Reisende informierten die Bundespolizei gegen 4.30 Uhr über eine Schlägerei zwischen zwei Flüchtlingsgruppen im Westtunnel des Nürnberger Hauptbahnhofs. Als die Beamten eintrafen, flüchteten sofort mehrere Personen in Richtung der Bahnsteige und des Südausgangs.

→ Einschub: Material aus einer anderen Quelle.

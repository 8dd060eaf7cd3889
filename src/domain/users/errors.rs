use thiserror::Error;

/// Main profile error type
#[derive(Debug, Error)]
pub enum UserError {
  #[error("User not found")]
  NotFound,

  #[error("A profile already exists for this subject id")]
  SubjectAlreadyExists,

  #[error("Validation error: {0}")]
  Validation(#[from] ValidationError),

  #[error("Repository error: {0}")]
  Repository(#[from] RepositoryError),
}

/// Repository-related errors
#[derive(Debug, Error)]
pub enum RepositoryError {
  #[error("Database connection failed: {0}")]
  ConnectionFailed(String),

  #[error("Query execution failed: {0}")]
  QueryFailed(String),

  #[error("Record not found")]
  NotFound,

  #[error("Duplicate key violation: {0}")]
  DuplicateKey(String),

  #[error("Database error: {0}")]
  DatabaseError(String),

  #[error("Corrupt row: {0}")]
  CorruptRow(String),
}

/// Input validation errors
#[derive(Debug, Error, PartialEq, Eq)]
pub enum ValidationError {
  #[error("Invalid email format: {0}")]
  InvalidEmail(String),

  #[error("Subject id must not be empty")]
  SubjectIdEmpty,

  #[error("Subject id must be at most {max} characters without whitespace")]
  SubjectIdInvalid { max: usize },

  #[error("Phone number must be 10 digits or an international number with 8 to 15 digits")]
  InvalidPhoneNumber,

  #[error("Field '{field}' must not be empty")]
  FieldEmpty { field: &'static str },

  #[error("Field '{field}' must be at most {max} characters")]
  FieldTooLong { field: &'static str, max: usize },

  #[error("Invalid role '{0}', expected one of lawyer, student, citizen")]
  InvalidRole(String),
}

impl From<sqlx::Error> for RepositoryError {
  fn from(error: sqlx::Error) -> Self {
    match error {
      sqlx::Error::RowNotFound => RepositoryError::NotFound,
      sqlx::Error::Database(db_err) => {
        if db_err.is_unique_violation() {
          RepositoryError::DuplicateKey(db_err.message().to_string())
        } else {
          RepositoryError::DatabaseError(db_err.message().to_string())
        }
      }
      sqlx::Error::PoolTimedOut => RepositoryError::ConnectionFailed("Pool timed out".to_string()),
      sqlx::Error::PoolClosed => RepositoryError::ConnectionFailed("Pool closed".to_string()),
      _ => RepositoryError::QueryFailed(error.to_string()),
    }
  }
}

impl From<sqlx::Error> for UserError {
  fn from(error: sqlx::Error) -> Self {
    match RepositoryError::from(error) {
      RepositoryError::NotFound => UserError::NotFound,
      RepositoryError::DuplicateKey(_) => UserError::SubjectAlreadyExists,
      other => UserError::Repository(other),
    }
  }
}

#[cfg(test)]
mod tests {
  use super::*;

  #[test]
  fn test_row_not_found_maps_to_not_found() {
    let error: UserError = sqlx::Error::RowNotFound.into();
    assert!(matches!(error, UserError::NotFound));
  }

  #[test]
  fn test_pool_errors_map_to_connection_failed() {
    let error: RepositoryError = sqlx::Error::PoolTimedOut.into();
    assert!(matches!(error, RepositoryError::ConnectionFailed(_)));

    let error: UserError = sqlx::Error::PoolClosed.into();
    assert!(matches!(
      error,
      UserError::Repository(RepositoryError::ConnectionFailed(_))
    ));
  }
}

Am Tatort befanden sich noch vier Männer, die deutliche Merkmale einer Gewalttat zeigten. Ein 24-jähriger Äthiopier war derart verletzt worden, dass er von einem hinzugezogenen Notarzt in eine Klinik eingewiesen wurde. Ein weiterer 26-jähriger äthiopischer Staatsangehöriger erlitt leichtere Verletzungen. Zwei Eritreer im Alter von 20 und 27 Jahren wurden festgenommen und konnten nach erfolgter polizeilicher Sachbearbeitung die Dienststelle wieder verlassen.

Eine sofortige Auswertung der Videoaufzeichnung ergab, dass zuvor zwei Gruppen mit jeweils zehn bis zwölf Männern im Westtunnel aufeinander eingeschlagen haben. Die Bundespolizei leitete Ermittlungsverfahren wegen gefährlichen Körperverletzungen ein.